EXERCISE
Every line of the data that contains the string "cycle" must be copied.

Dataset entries
○ ○ ○ ○ ○ ○ ○

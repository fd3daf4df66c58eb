//! Cached Habitica client that wraps HabiticaClient with transparent caching.

use color_eyre::{eyre::eyre, Result};

use crate::cache::{CacheLayer, CacheResult};
use crate::config::Config;

use super::cache::TaskQuery;
use super::client::HabiticaClient;
use super::transport::Credentials;
use super::types::EnrichedDaily;

/// Habitica client with transparent caching support.
///
/// Wraps the underlying HabiticaClient and provides the same API, but keeps
/// the assembled result of each query for the configured time-to-live so a
/// process does not repeat a full fetch cycle.
#[derive(Clone)]
pub struct CachedHabiticaClient {
  inner: HabiticaClient,
  cache: CacheLayer<Vec<EnrichedDaily>>,
}

impl CachedHabiticaClient {
  /// Create a new cached Habitica client.
  pub fn new(config: &Config, credentials: Credentials) -> Result<Self> {
    let inner = HabiticaClient::new(&config.habitica.base_url, credentials, &config.client)?;
    let cache = CacheLayer::new(config.client.cache_expiration());

    Ok(Self { inner, cache })
  }

  /// Get daily tasks with their normalized completion histories.
  ///
  /// A valid cached payload is returned unchanged; otherwise the full
  /// fetch cycle runs and repopulates the cache.
  pub async fn get_dailies(&self) -> Result<CacheResult<Vec<EnrichedDaily>>> {
    let query = TaskQuery::Dailies;

    self
      .cache
      .fetch(query.cache_key(), || {
        let inner = self.inner.clone();
        async move {
          inner
            .get_dailies()
            .await
            .map_err(|e| eyre!("Failed to fetch {}: {}", query.description(), e))
        }
      })
      .await
  }

  /// Drop any cached payload so the next call refetches.
  pub fn invalidate(&self) {
    self.cache.invalidate(TaskQuery::Dailies.cache_key());
  }
}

○ ○ ○ ○ ○ ○ ○

WRITTEN SOLUTION
/// process does not repeat a full fetch cycle.
  /// fetch cycle runs and repopulates the cache.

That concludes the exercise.